In his work of evangelization in Corinth, Paul again experiences opposition and abuse. With the symbolic shaking of the dust from his clothes, Paul disclaims responsibility for the Jews’ rejection of the Gospel and asserts that he will bring it to the Gentiles. Like his mission in Athens, Saint Paul’s work of evangelization in Corinth is not a failure. Crispus, the leader of the synagogue, together with his household and many other people in Corinth who heard the message, believe and are baptized.


The trials and sacrifices of Saint Paul and the first apostles as well as the grace of vocation continue to be experienced by the Gospel workers in our time. The following story illustrates this (cf. James Martin, SJ, “God Is Ready” in America, March 8, 2010, p. 18).


At one point in my Jesuit training, I spent two years working in Nairobi, Kenya, working with the Jesuit Refugee Service. There I helped East African refugees who had settled in the city start small businesses to support themselves. At the beginning of my stay, cut off from friends and family in the States, I felt a crushing loneliness. After a few months of hard work, I also came down with mononucleosis, which required two months of recuperation. So it was a trying time.
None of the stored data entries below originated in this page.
use super::state::AppState;
use crate::error::ApiError;
use crate::providers::{cleanup_file, AnalysisKind};
use crate::store::NewTranscript;
use crate::upload;
use axum::{
    extract::multipart::MultipartError,
    extract::{Multipart, Path, State},
    http::StatusCode,
    response::{IntoResponse, Json},
};
use serde::Deserialize;
use serde_json::json;
use tracing::info;

// ============================================================================
// Request Types
// ============================================================================

#[derive(Debug, Deserialize)]
#[serde(rename_all = "camelCase")]
pub struct CreateMeetingRequest {
    /// Required; validated by hand so the failure shape matches the envelope.
    pub room_id: Option<String>,

    /// Optional title; defaults to a value derived from the room id.
    pub title: Option<String>,
}

#[derive(Debug, Deserialize)]
#[serde(rename_all = "camelCase")]
pub struct AnalyzeRequest {
    pub transcript_text: Option<String>,
    pub analysis_type: Option<String>,
}

fn required<'a>(value: &'a Option<String>, message: &str) -> Result<&'a str, ApiError> {
    value
        .as_deref()
        .map(str::trim)
        .filter(|s| !s.is_empty())
        .ok_or_else(|| ApiError::Validation(message.to_string()))
}

// ============================================================================
// Meeting Handlers
// ============================================================================

/// POST /api/meetings
/// Create a new meeting; duplicate roomIds conflict instead of overwriting.
pub async fn create_meeting(
    State(state): State<AppState>,
    Json(req): Json<CreateMeetingRequest>,
) -> Result<impl IntoResponse, ApiError> {
    let room_id = required(&req.room_id, "roomId is required")?;

    let meeting = state
        .store
        .create_meeting(room_id, req.title.as_deref())
        .await?;

    info!("Created meeting: {}", meeting.room_id);

    Ok((
        StatusCode::CREATED,
        Json(json!({ "success": true, "data": meeting })),
    ))
}

/// GET /api/meetings
/// List all meetings, newest first
pub async fn list_meetings(
    State(state): State<AppState>,
) -> Result<impl IntoResponse, ApiError> {
    let meetings = state.store.list_meetings().await?;

    Ok(Json(json!({
        "success": true,
        "count": meetings.len(),
        "data": meetings,
    })))
}

/// GET /api/meetings/:room_id
/// Get a meeting together with its transcripts
pub async fn get_meeting_with_transcripts(
    State(state): State<AppState>,
    Path(room_id): Path<String>,
) -> Result<impl IntoResponse, ApiError> {
    let meeting = state
        .store
        .get_meeting(&room_id)
        .await?
        .ok_or_else(|| ApiError::NotFound("Meeting not found".to_string()))?;

    let transcripts = state.store.transcripts_for_meeting(&room_id).await?;

    Ok(Json(json!({
        "success": true,
        "data": { "meeting": meeting, "transcripts": transcripts },
    })))
}

/// PUT /api/meetings/:room_id/end
/// End a meeting: stamp endTime, mark completed. Idempotent on repeat.
pub async fn end_meeting(
    State(state): State<AppState>,
    Path(room_id): Path<String>,
) -> Result<impl IntoResponse, ApiError> {
    let meeting = state.store.end_meeting(&room_id).await?;

    info!("Ended meeting: {}", meeting.room_id);

    Ok(Json(json!({
        "success": true,
        "message": "Meeting ended successfully",
        "data": meeting,
    })))
}

// ============================================================================
// Transcript Handlers
// ============================================================================

fn multipart_error(err: MultipartError) -> ApiError {
    if err.status() == StatusCode::PAYLOAD_TOO_LARGE {
        ApiError::PayloadTooLarge
    } else {
        ApiError::Validation(format!("Invalid multipart request: {err}"))
    }
}

/// POST /api/transcripts/transcribe
/// Accept a multipart audio upload, transcribe it, persist the transcript,
/// and link it to the meeting (creating the meeting first if absent).
pub async fn transcribe_audio(
    State(state): State<AppState>,
    mut multipart: Multipart,
) -> Result<impl IntoResponse, ApiError> {
    let mut meeting_id: Option<String> = None;
    let mut audio: Option<(String, axum::body::Bytes)> = None;

    while let Some(field) = multipart.next_field().await.map_err(multipart_error)? {
        match field.name() {
            Some("meetingId") => {
                meeting_id = Some(field.text().await.map_err(multipart_error)?);
            }
            Some("audio") => {
                // MIME check happens before any bytes are read or written.
                let mime = field.content_type().unwrap_or_default().to_string();
                upload::ensure_allowed_audio(&mime)?;

                let original_name = field.file_name().unwrap_or("audio").to_string();
                let bytes = field.bytes().await.map_err(multipart_error)?;
                audio = Some((original_name, bytes));
            }
            _ => {}
        }
    }

    let (original_name, bytes) = audio
        .ok_or_else(|| ApiError::Validation("No audio file uploaded".to_string()))?;
    let meeting_id = required(&meeting_id, "Meeting ID is required")?.to_string();

    if bytes.len() > state.max_upload_bytes {
        return Err(ApiError::PayloadTooLarge);
    }

    // Create the meeting on the fly if the client never registered it.
    if state.store.get_meeting(&meeting_id).await?.is_none() {
        state.store.create_meeting(&meeting_id, None).await?;
        info!("Created meeting {} for incoming transcription", meeting_id);
    }

    let stored = upload::save_audio(&state.uploads_dir, &original_name, &bytes).await?;

    let result = state
        .transcriber
        .transcribe(&stored.path)
        .await
        .map_err(|e| ApiError::TranscriptionFailed(e.to_string()))?;

    let transcript = state
        .store
        .insert_transcript(NewTranscript {
            meeting_id: meeting_id.clone(),
            file_name: stored.file_name.clone(),
            text: result.text,
            duration: result.duration,
            segments: result.segments,
        })
        .await?;

    state
        .store
        .attach_transcript(&meeting_id, &transcript.id)
        .await?;

    // The transcript is persisted; the source audio is no longer needed.
    cleanup_file(&stored.path).await;

    info!(
        "Transcribed {} for meeting {} ({:.1}s of audio)",
        stored.file_name, meeting_id, transcript.duration
    );

    Ok((
        StatusCode::CREATED,
        Json(json!({
            "success": true,
            "message": "Audio transcribed successfully",
            "transcript": {
                "id": transcript.id,
                "text": transcript.text,
                "duration": transcript.duration,
            },
        })),
    ))
}

/// GET /api/transcripts/meeting/:meeting_id
/// List transcripts for a meeting, newest first
pub async fn get_transcripts_by_meeting(
    State(state): State<AppState>,
    Path(meeting_id): Path<String>,
) -> Result<impl IntoResponse, ApiError> {
    let transcripts = state.store.transcripts_for_meeting(&meeting_id).await?;

    Ok(Json(json!({
        "success": true,
        "count": transcripts.len(),
        "data": transcripts,
    })))
}

/// GET /api/transcripts/:id
/// Get a full transcript, segments included
pub async fn get_transcript_by_id(
    State(state): State<AppState>,
    Path(id): Path<String>,
) -> Result<impl IntoResponse, ApiError> {
    let transcript = state
        .store
        .get_transcript(&id)
        .await?
        .ok_or_else(|| ApiError::NotFound("Transcript not found".to_string()))?;

    Ok(Json(json!({ "success": true, "data": transcript })))
}

// ============================================================================
// Analysis Handlers
// ============================================================================

/// POST /api/gemini/analyze
/// Run one of the fixed analyses over transcript text. An unknown
/// analysisType is rejected before the provider is ever called.
pub async fn analyze_transcript(
    State(state): State<AppState>,
    Json(req): Json<AnalyzeRequest>,
) -> Result<impl IntoResponse, ApiError> {
    let transcript_text = required(&req.transcript_text, "Transcript text is required")?;

    let kind = AnalysisKind::parse(req.analysis_type.as_deref().unwrap_or_default())
        .ok_or(ApiError::InvalidAnalysisType)?;

    let result = state
        .analyzer
        .analyze(transcript_text, kind)
        .await
        .map_err(|e| ApiError::AnalysisFailed(e.to_string()))?;

    Ok(Json(json!({
        "success": true,
        "analysisType": kind,
        "result": result,
    })))
}

// ============================================================================
// Health
// ============================================================================

/// GET /health
/// Health check endpoint
pub async fn health_check() -> impl IntoResponse {
    Json(json!({ "status": "ok", "message": "Server is running" }))
}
Happily, I worked with some generous people, including Uta, a German Lutheran lay volunteer with extensive experience in refugee work in Southeast Asia. After I had recovered from my illness, our work flourished. Uta and I helped refugees set up about 20 businesses, including tailoring shops, several small restaurants, a bakery and even a small chicken farm. Uta and I also started a small shop that sold the refugee handcrafts. It was located in a sprawling slum in Nairobi.
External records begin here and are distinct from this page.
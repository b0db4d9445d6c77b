use super::Store;
use crate::error::ApiError;
use chrono::{DateTime, Utc};
use serde::{Deserialize, Serialize};
use sqlx::sqlite::SqliteRow;
use sqlx::types::Json;
use sqlx::Row;

/// Lifecycle of a meeting. New meetings start `ongoing`; the explicit
/// end-meeting action moves them to `completed`. `scheduled` exists in the
/// contract but nothing in this service currently sets it.
#[derive(Debug, Clone, Copy, PartialEq, Eq, Serialize, Deserialize)]
#[serde(rename_all = "lowercase")]
pub enum MeetingStatus {
    Scheduled,
    Ongoing,
    Completed,
}

impl MeetingStatus {
    pub fn as_str(&self) -> &'static str {
        match self {
            MeetingStatus::Scheduled => "scheduled",
            MeetingStatus::Ongoing => "ongoing",
            MeetingStatus::Completed => "completed",
        }
    }

    fn parse(s: &str) -> Result<Self, sqlx::Error> {
        match s {
            "scheduled" => Ok(MeetingStatus::Scheduled),
            "ongoing" => Ok(MeetingStatus::Ongoing),
            "completed" => Ok(MeetingStatus::Completed),
            other => Err(sqlx::Error::Decode(
                format!("unknown meeting status: {other}").into(),
            )),
        }
    }
}

#[derive(Debug, Clone, Serialize, Deserialize)]
#[serde(rename_all = "camelCase")]
pub struct Meeting {
    /// External correlation key, doubles as the video-room identifier.
    pub room_id: String,
    pub title: String,
    pub start_time: DateTime<Utc>,
    pub end_time: Option<DateTime<Utc>>,
    pub participants: Vec<String>,
    /// Redundant list of transcript references, appended on each successful
    /// transcription. The transcripts collection is the source of truth.
    pub transcript_ids: Vec<String>,
    pub status: MeetingStatus,
    pub created_at: DateTime<Utc>,
}

fn meeting_from_row(row: &SqliteRow) -> Result<Meeting, sqlx::Error> {
    let status: String = row.try_get("status")?;
    Ok(Meeting {
        room_id: row.try_get("room_id")?,
        title: row.try_get("title")?,
        start_time: row.try_get("start_time")?,
        end_time: row.try_get("end_time")?,
        participants: row.try_get::<Json<Vec<String>>, _>("participants")?.0,
        transcript_ids: row.try_get::<Json<Vec<String>>, _>("transcript_ids")?.0,
        status: MeetingStatus::parse(&status)?,
        created_at: row.try_get("created_at")?,
    })
}

impl Store {
    /// Create a meeting. Fails with `Conflict` if the roomId is already
    /// taken; a duplicate never overwrites the existing record.
    pub async fn create_meeting(
        &self,
        room_id: &str,
        title: Option<&str>,
    ) -> Result<Meeting, ApiError> {
        if self.get_meeting(room_id).await?.is_some() {
            return Err(ApiError::Conflict(
                "Meeting with this roomId already exists".to_string(),
            ));
        }

        let now = Utc::now();
        let meeting = Meeting {
            room_id: room_id.to_string(),
            title: title
                .map(str::to_string)
                .unwrap_or_else(|| format!("Meeting {room_id}")),
            start_time: now,
            end_time: None,
            participants: Vec::new(),
            transcript_ids: Vec::new(),
            status: MeetingStatus::Ongoing,
            created_at: now,
        };

        let result = sqlx::query(
            "INSERT INTO meetings
                (room_id, title, start_time, end_time, participants, transcript_ids, status, created_at)
             VALUES (?, ?, ?, ?, ?, ?, ?, ?)",
        )
        .bind(&meeting.room_id)
        .bind(&meeting.title)
        .bind(meeting.start_time)
        .bind(meeting.end_time)
        .bind(Json(&meeting.participants))
        .bind(Json(&meeting.transcript_ids))
        .bind(meeting.status.as_str())
        .bind(meeting.created_at)
        .execute(&self.pool)
        .await;

        match result {
            Ok(_) => Ok(meeting),
            // Two concurrent creates can both pass the pre-check; the
            // PRIMARY KEY constraint settles the race.
            Err(sqlx::Error::Database(e)) if e.is_unique_violation() => Err(ApiError::Conflict(
                "Meeting with this roomId already exists".to_string(),
            )),
            Err(e) => Err(e.into()),
        }
    }

    /// All meetings, newest first.
    pub async fn list_meetings(&self) -> Result<Vec<Meeting>, ApiError> {
        let rows = sqlx::query("SELECT * FROM meetings ORDER BY created_at DESC")
            .fetch_all(&self.pool)
            .await?;

        rows.iter()
            .map(|row| meeting_from_row(row).map_err(ApiError::from))
            .collect()
    }

    pub async fn get_meeting(&self, room_id: &str) -> Result<Option<Meeting>, ApiError> {
        let row = sqlx::query("SELECT * FROM meetings WHERE room_id = ?")
            .bind(room_id)
            .fetch_optional(&self.pool)
            .await?;

        row.as_ref().map(meeting_from_row).transpose().map_err(ApiError::from)
    }

    /// End a meeting: stamp `endTime` and mark it completed. Re-ending an
    /// already-completed meeting simply re-stamps `endTime`.
    pub async fn end_meeting(&self, room_id: &str) -> Result<Meeting, ApiError> {
        let result = sqlx::query(
            "UPDATE meetings SET end_time = ?, status = 'completed' WHERE room_id = ?",
        )
        .bind(Utc::now())
        .bind(room_id)
        .execute(&self.pool)
        .await?;

        if result.rows_affected() == 0 {
            return Err(ApiError::NotFound("Meeting not found".to_string()));
        }

        self.get_meeting(room_id)
            .await?
            .ok_or_else(|| ApiError::NotFound("Meeting not found".to_string()))
    }

    /// Append a transcript reference to the meeting's `transcriptIds`.
    /// Append-only; does not touch meeting status.
    pub async fn attach_transcript(
        &self,
        room_id: &str,
        transcript_id: &str,
    ) -> Result<(), ApiError> {
        let result = sqlx::query(
            "UPDATE meetings
             SET transcript_ids = json_insert(transcript_ids, '$[#]', ?)
             WHERE room_id = ?",
        )
        .bind(transcript_id)
        .bind(room_id)
        .execute(&self.pool)
        .await?;

        if result.rows_affected() == 0 {
            return Err(ApiError::NotFound("Meeting not found".to_string()));
        }

        Ok(())
    }
}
It was a remarkable turnaround – from lying on my bed, exhausted, wondering why I had come here, anguished that I would have to return home, puzzled what I could ever accomplish, to busily working with refugees from all over East Africa, managing a shop buzzing with activity and realizing that this was the happiest and freest I had ever felt.


One day I was walking home from our shop. The long brown path started at a nearby church on the edge of the slum, which was perched on a hill that overlooked a broad valley. From there the bumpy path descended through a thicket of floppy-leaved banana trees, thick ficus trees, orange day lilies, tall cow grass and cornfields. On the way into the valley I passed people, silently working in their plots of land, who looked up and called out to me as I passed. Brilliantly colored, iridescent sunbirds sang from the tips of tall grasses. At the bottom of the valley was a little river, and I crossed a flimsy bridge to get to the other side.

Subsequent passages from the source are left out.